Minggu, 15 Agustus 2021

Eksil Tahanan Politik

Judul : Pulang
Karya : Leila S. Chudori
Halaman : 552 hlm
ISBN : 978-979-91-0515-8



Novel Pulang yang berlatar belakang kisah G 30S/PKI, menceritakan beberapa kekejaman pada masa orde baru. Leila sangat membuat para pembaca bergetar ketika mengetahui betapa pilunya nasib eks tahanan politik. Semua yang dipaparkan  menceritakan benar apa adanya, karena isi dari buku tersebut adalah hasil wawancara dengan eksil politik dan eks tahanan politik dengan narasi yang menggunakan sudut pandang berbeda. 

Dimas  Suryo sebagai tokoh utama harus melewati pilunya hidup di masa itu. Dimas menjadi tahanan politik dan buronan karena dianggap pengikut PKI sebab tempat dimana mereka bekerja, pemimpinnya adalah pro PKI, kecuali Tjai sehingga mereka terkena dampaknya. Akibatnya Dimas kehilangan hak asasi dan juga kewarganegaraan. Padahal, Dimas adalah seorang tendensi politik netral. Ia bergaul dengan simpatisan komunis dan juga banyak berdiskusi dengan orang lajur kanan. 

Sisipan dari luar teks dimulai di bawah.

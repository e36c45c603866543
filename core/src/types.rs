//! Shared primitive types.

/// A player's stable account identifier (the game's UUID string).
pub type PlayerId = String;

/// Leaderboard size used when a caller does not ask for one.
pub const DEFAULT_LEADERBOARD_SIZE: i64 = 10;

Diluar sana, juga banyak orang Indonesia yang ditangkap tanpa alasan dan tanpa proses pengadilan. Sebagian dari  mereka dianggap pro PKI seperti Dimas sangat dikucilkan masyarakat, KTP berlabel khusus PKI, tidak dapat pekerjaan, tidak mendapatkan hak bersuara, dan korban membatasi diri dari pergaulan sosial.
Diskriminasi juga terjadi pada keturunan mereka secara turun menurun. Seakan-akan itu sudah menempel permanen di wajahnya, yang tidak terlibat menjadi korban dan merasakan dampaknya. Mereka ditangkap, dituduh, kekerasan tanpa alasan yang jelas dan tidak diselidiki lebih lanjut.

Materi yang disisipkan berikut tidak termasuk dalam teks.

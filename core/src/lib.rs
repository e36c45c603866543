//! tinypg-core: player persistence for the Tiny PG game-server plugin.
//!
//! Layering, leaves first:
//!   config     -> validated storage settings
//!   connection -> the one storage handle and the unit-of-work boundary
//!   session    -> per-transaction queries, one backend per storage kind
//!   store      -> player-record operations, one unit of work each
//!   plugin     -> the context object the host drives (join, quit, commands)

pub mod config;
pub mod connection;
pub mod error;
pub mod messages;
pub mod player;
pub mod plugin;
pub mod session;
pub mod store;
pub mod types;

pub use config::{BackendKind, StorageConfig, StorageSettings};
pub use connection::ConnectionManager;
pub use error::{PersistError, PersistResult, SessionError};
pub use player::PlayerRecord;
pub use plugin::PluginContext;
pub use store::{LoginOutcome, RecordStore};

Akibat paspor yang dicabut, Dimas menggembara ke beberapa negara hingga akhirnya menetap di Prancis. Tetapi keadaan di Prancis tidak jauh dengan Indonesia, bulan Mei 1968 di Prancis terjadi revolusi mahasiswa. Sedangkan, di Indonesia pada September 1965 juga terjadi pemberontakan mahasiswa untuk melengserkan pemerintah Orde Baru dan di tahun 1965 terjadi peristiwa G 30S/PKI. 

Beberapa mahasiswa yang dikirim ke luar negeri di cap sebagai komunis. Mereka hidup dalam bayang-bayang rezim Soeharto, gerak geriknya diawasi dan tidak boleh terlibat politik, serta wajib mempromosikan nama baik Indonesia. Meskipun tinggal di luar negeri, di kantor kedutaan mereka diperlakukan seperti pelaku kriminal dan diinterogasi oleh militer. Selain itu, duta besar rezim Soekarno diturunkan oleh Soeharto, mereka para eksil tidak dipulangkan karena rezim Soeharto takut hadirnya intelektual yang loyal pada Soekarno. Bahkan eksil tersebut berseberangan ideologi nya dengan PKI. 

Di zaman Soeharto siapapun bisa ditangkap dan dibunuh tanpa alasan yang jelas atau tuduhan pro PKI ditahan bahkan dimusnahkan. Seseorang yang mengeluarkan suaranya dituduh sebagai makar, rakyat harus patuh kepada pemerintah dan tidak perlu adanya perlawanan. 

Kasus makar dan eksil tahanan politik menjadi polemik sendiri. Hukum yang diberikan pada mereka berlebihan, sebab beberapa tahanan politik dihukum seumur hidup atau keringanan. Ini akan melanggar hak asasi apabila tuduhan yang diberikan tidak benar dan tidak ada tindakan makar. Semestinya diklarifikasi dahulu adanya tindakan atau tidak. Kalau asal tuduh semua orang unjuk rasa dinilai makar ya. Pemerintah terlalu paranoid jika rakyat melakukan makar.

Kesalahpahaman seperti yang di alami oleh Dimas, juga pernah terjadi pada saat ini. Beberapa mahasiswa papua diduga melecehkan tanah air dengan cara merobohkan tiang bendera Merah Putih. Adanya tuduhan itu, pemuda, aparat, dan TNI mengepung asrama mahasiswa Papua mengolok-olok mahasiswa ‘monyet’ yang menunjukkan tidak ada rasa kemanusiaan. 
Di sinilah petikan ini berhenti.